Avec le rejet de l'appel, il est désormais pratiquement impossible de contester le brevet au niveau européen. Au niveau national, il est toutefois encore possible de contester le brevet, car certaines législations nationales interdisent explicitement les brevets sur les plantes issues de la sélection conventionnelle.

La déréglementation des nouvelles techniques génétiques (NGT) ouvre de nouvelles perspectives

En cas de déréglementation des NTG, comme cela est actuellement discuté dans l'UE et en Suisse, de nouvelles possibilités s'ouvrent pour les brevets.
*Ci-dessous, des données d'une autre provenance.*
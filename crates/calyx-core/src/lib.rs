//! Shared configuration and error types for the calyx recurrence engine.

pub mod config;
pub mod error;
Tout ce qui peut être breveté dans le domaine l'est : procédés, semences, plantes et caractéristiques. Le problème majeur réside dans le fait que les nouvelles techniques génétiques permettent également de reproduire des plantes ou des caractéristiques naturelles/issues de la sélection conventionnelle, qui peuvent alors être brevetées. De manière plus controversée, les NTG peuvent être utilisées lors du processus sans être responsable de la nouvelle caractéristique, mais permettent de déposer un brevet puisque les plantes GM peuvent être brevetées. Cela ouvre la voie à la biopiraterie et crée une insécurité juridique pour la sélection conventionnelle. 
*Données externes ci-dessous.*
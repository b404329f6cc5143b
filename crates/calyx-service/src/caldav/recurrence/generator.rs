//! Lazy occurrence generation for a single RRULE / EXRULE via the `rrule` crate.

use chrono::{DateTime, NaiveDateTime, TimeDelta, Utc};
use chrono_tz::Tz;
use rrule::{RRule, RRuleSet, RRuleSetIter, Unvalidated};

use calyx_rfc::error::RfcError;
use calyx_rfc::rfc::ical::core::{Frequency, RecurrenceRule, RuleEnd};
use calyx_rfc::rfc::ical::expand::localize_lenient;

use super::basis::{Anchor, TimeBasis};
use crate::error::{ServiceError, ServiceResult};

/// Most occurrences one pass may step over without keeping them.
pub const WALK_BUDGET: usize = 200_000;

/// Generator for the start instants of one rule, ascending.
///
/// UNTIL is applied here rather than inside `rrule`, inclusively and in the
/// master's basis, so that every caller sees the same boundary.
#[derive(Debug, Clone)]
pub struct RuleGenerator {
    rule: String,
    set: RRuleSet,
    until: Option<DateTime<Utc>>,
    count: Option<u32>,
    relocalize: Option<Tz>,
}

impl RuleGenerator {
    /// ## Summary
    /// Builds the generator anchored at the master's DTSTART.
    ///
    /// Returns `Ok(None)` when UNTIL precedes DTSTART: the rule produces nothing.
    ///
    /// ## Errors
    /// Returns `RfcError::MalformedRule` if the rule is rejected by the generator,
    /// and timezone failures from resolving UNTIL.
    pub fn build(
        rule: &RecurrenceRule,
        basis: &TimeBasis<'_>,
        anchor: Anchor,
    ) -> ServiceResult<Option<Self>> {
        let until = match &rule.end {
            RuleEnd::Until(until) => Some(basis.until_instant(until)?),
            RuleEnd::Forever | RuleEnd::Count(_) => None,
        };
        if until.is_some_and(|until| until < anchor.instant) {
            tracing::trace!(rule = %rule, "UNTIL precedes DTSTART, rule is empty");
            return Ok(None);
        }

        let mut unbounded = rule.clone();
        if until.is_some() {
            unbounded.end = RuleEnd::Forever;
        }
        let text = unbounded.to_string();

        let malformed = |reason: String| RfcError::MalformedRule {
            rule: rule.to_string(),
            reason,
        };
        let start = basis.generator_start(anchor.wall);
        let set = text
            .parse::<RRule<Unvalidated>>()
            .map_err(|err| malformed(err.to_string()))?
            .build(start.start)
            .map_err(|err| malformed(err.to_string()))?
            .limit();

        Ok(Some(Self {
            rule: rule.to_string(),
            set,
            until,
            count: match rule.end {
                RuleEnd::Count(count) => Some(count),
                RuleEnd::Forever | RuleEnd::Until(_) => None,
            },
            relocalize: start.relocalize,
        }))
    }

    /// ## Summary
    /// Builds the generator for a pass that only needs starts from `near` on.
    ///
    /// A rule without COUNT whose period is a fixed number of wall-clock
    /// seconds starts from a period boundary up to three hours before `near`,
    /// so the occurrences before it are never generated. Other rules start at
    /// DTSTART as in [`RuleGenerator::build`].
    ///
    /// ## Errors
    /// As for [`RuleGenerator::build`].
    pub fn build_near(
        rule: &RecurrenceRule,
        basis: &TimeBasis<'_>,
        anchor: Anchor,
        near: DateTime<Utc>,
    ) -> ServiceResult<Option<Self>> {
        // a DST fold can put a later instant on an earlier wall clock
        let near_wall = basis
            .wall_clock_of(near)
            .checked_sub_signed(TimeDelta::hours(3))
            .unwrap_or(NaiveDateTime::MIN);
        match realign(rule, near_wall, anchor.wall) {
            Some(wall) => {
                let moved = basis.anchor_at(wall)?;
                tracing::trace!(
                    rule = %rule,
                    from = %anchor.wall,
                    to = %moved.wall,
                    "Re-anchored rule near window"
                );
                Self::build(rule, basis, moved)
            }
            None => Self::build(rule, basis, anchor),
        }
    }

    /// Start instants in ascending order, bounded by UNTIL and COUNT only.
    pub fn iter(&self) -> Occurrences<'_> {
        Occurrences {
            generator: self,
            inner: (&self.set).into_iter(),
            produced: 0,
            done: false,
        }
    }
}

/// Last wall clock at or before `near` on the rule's period grid from `wall`.
fn realign(
    rule: &RecurrenceRule,
    near: NaiveDateTime,
    wall: NaiveDateTime,
) -> Option<NaiveDateTime> {
    if matches!(rule.end, RuleEnd::Count(_)) {
        return None;
    }
    let unit: i64 = match rule.freq {
        Frequency::Secondly => 1,
        Frequency::Minutely => 60,
        Frequency::Hourly => 3_600,
        Frequency::Daily => 86_400,
        Frequency::Weekly => 604_800,
        Frequency::Monthly | Frequency::Yearly => return None,
    };
    let step = unit.checked_mul(i64::from(rule.interval))?;
    let periods = (near - wall).num_seconds().checked_div(step)?;
    if periods <= 0 {
        return None;
    }
    wall.checked_add_signed(TimeDelta::seconds(periods.checked_mul(step)?))
}

/// Iterator over one generator's starts.
///
/// Yields an error once if `rrule` stops before the rule is exhausted, which
/// it does silently for rules it cannot advance.
pub struct Occurrences<'g> {
    generator: &'g RuleGenerator,
    inner: RRuleSetIter,
    produced: u32,
    done: bool,
}

impl Iterator for Occurrences<'_> {
    type Item = ServiceResult<DateTime<Utc>>;

    fn next(&mut self) -> Option<Self::Item> {
        if self.done {
            return None;
        }

        let Some(occurrence) = self.inner.next() else {
            self.done = true;
            if self
                .generator
                .count
                .is_some_and(|count| self.produced >= count)
            {
                return None;
            }
            tracing::warn!(
                rule = %self.generator.rule,
                produced = self.produced,
                "Rule generator stopped before the rule was exhausted"
            );
            return Some(Err(RfcError::MalformedRule {
                rule: self.generator.rule.clone(),
                reason: format!(
                    "occurrence generation stopped after {} occurrences",
                    self.produced
                ),
            }
            .into()));
        };

        let occurrence = match self.generator.relocalize {
            Some(tz) => match localize_lenient(occurrence.naive_utc(), tz) {
                Ok(instant) => instant,
                Err(err) => {
                    self.done = true;
                    return Some(Err(ServiceError::timezone(tz.name(), err)));
                }
            },
            None => occurrence.with_timezone(&Utc),
        };

        if self
            .generator
            .until
            .is_some_and(|until| occurrence > until)
        {
            self.done = true;
            return None;
        }
        self.produced = self.produced.saturating_add(1);
        Some(Ok(occurrence))
    }
}

#[cfg(test)]
mod tests {
    use super::*;
    use calyx_rfc::rfc::ical::core::EventTime;
    use calyx_rfc::rfc::ical::expand::TimeZoneResolver;

    fn value(text: &str) -> EventTime {
        text.parse().expect("valid value")
    }

    fn rule(text: &str) -> RecurrenceRule {
        text.parse().expect("valid rule")
    }

    fn starts(generator: &RuleGenerator, take: usize) -> ServiceResult<Vec<String>> {
        generator
            .iter()
            .take(take)
            .map(|occurrence| {
                occurrence.map(|instant| instant.format("%Y%m%dT%H%M%SZ").to_string())
            })
            .collect()
    }

    #[test_log::test]
    fn stalled_generator_is_an_error() {
        let resolver = TimeZoneResolver::new();
        let start = value("20240701T000000Z");
        let basis = TimeBasis::for_start(&start, Tz::UTC, &resolver).expect("basis");
        let anchor = basis.anchor(&start).expect("anchor");
        let generator = RuleGenerator::build(
            &rule("FREQ=MINUTELY;BYMONTH=6;BYHOUR=9;BYMINUTE=0;COUNT=3"),
            &basis,
            anchor,
        )
        .expect("builds")
        .expect("not empty");

        let result = starts(&generator, 10);
        assert!(matches!(
            result,
            Err(ServiceError::RfcError(RfcError::MalformedRule { .. }))
        ));
    }

    #[test_log::test]
    fn count_reached_ends_quietly() {
        let resolver = TimeZoneResolver::new();
        let start = value("20240101T090000Z");
        let basis = TimeBasis::for_start(&start, Tz::UTC, &resolver).expect("basis");
        let anchor = basis.anchor(&start).expect("anchor");
        let generator = RuleGenerator::build(&rule("FREQ=DAILY;COUNT=2"), &basis, anchor)
            .expect("builds")
            .expect("not empty");

        assert_eq!(
            starts(&generator, 10).expect("complete"),
            ["20240101T090000Z", "20240102T090000Z"]
        );
    }

    #[test_log::test]
    fn re_anchoring_keeps_the_grid() {
        let resolver = TimeZoneResolver::new();
        let start = value("20240101T000007Z");
        let basis = TimeBasis::for_start(&start, Tz::UTC, &resolver).expect("basis");
        let anchor = basis.anchor(&start).expect("anchor");
        let near = value("20240301T120000Z").naive().and_utc();

        let generator =
            RuleGenerator::build_near(&rule("FREQ=SECONDLY;INTERVAL=10"), &basis, anchor, near)
                .expect("builds")
                .expect("not empty");
        // last boundary on the 10 second grid at least three hours before `near`
        assert_eq!(
            starts(&generator, 2).expect("complete"),
            ["20240301T085957Z", "20240301T090007Z"]
        );

        // COUNT rules still start at DTSTART
        let counted =
            RuleGenerator::build_near(&rule("FREQ=SECONDLY;COUNT=5"), &basis, anchor, near)
                .expect("builds")
                .expect("not empty");
        assert_eq!(starts(&counted, 1).expect("complete"), ["20240101T000007Z"]);
    }

    #[test_log::test]
    fn gap_start_keeps_its_wall_clock() {
        let resolver = TimeZoneResolver::new();
        let start = EventTime::parse_with_tzid("20240310T023000", Some("America/New_York"))
            .expect("zoned value");
        let basis = TimeBasis::for_start(&start, Tz::UTC, &resolver).expect("basis");
        let anchor = basis.anchor(&start).expect("anchor");
        let generator = RuleGenerator::build(&rule("FREQ=DAILY;COUNT=3"), &basis, anchor)
            .expect("builds")
            .expect("not empty");

        // 02:30 does not exist on the 10th; 02:30 EDT on the following days
        assert_eq!(
            starts(&generator, 5).expect("complete"),
            ["20240310T073000Z", "20240311T063000Z", "20240312T063000Z"]
        );
    }
}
C'est pourquoi, dans le cadre des négociations actuelles sur les nouvelles techniques génétiques, le Parlement européen demande une interdiction des brevets, qui n'est toutefois pas prévue dans le projet actuel du Conseil. Le projet de loi suisse sur les nouvelles « technologies de sélection » ne contient aucune disposition relative aux brevets. L’ASGG, en collaboration avec de nombreuses autres organisations, demande donc que la question des brevets soit prise en compte et que la sélection conventionnelle soit protégée !

 

Sources :

https://www.no-patents-on-seeds.org/de/patentfaelle/buschige-melone

https://www.no-patents-on-seeds.org/de/melone

https://register.epo.org/application?lng=de&number=EP13703094

https://www.no-patents-on-seeds.org/sites/default/files/news/Correct%20interpretation%20of%20Art.%2053(b).pdf

https://www.ig-nachbau.de/appendix/news/details/basf-erhaelt-patent-auf-wassermelonen

 

(1) Triploïdie : les plantes qui plus possèdent de deux jeux de chromosomes (copies du patrimoine génétique, n) sont appelées polyploïdes. La triploïdie (3n) est une forme de polyploïdie dans laquelle les plantes possèdent plus de trois jeux de chromosomes. La production de melons triploïdes, utilisés pour les pastèques sans pépins, s'effectue par croisement entre une plante de melon tétraploïde (4n) et une plante diploïde (2n). Ce croisement donne naissance à une descendance possédant trois jeux de chromosomes (3n), c'est-à-dire des plantes triploïdes. Les plantes triploïdes sont souvent sans pépins (stériles), car le nombre impair de chromosomes perturbe la formation des graines.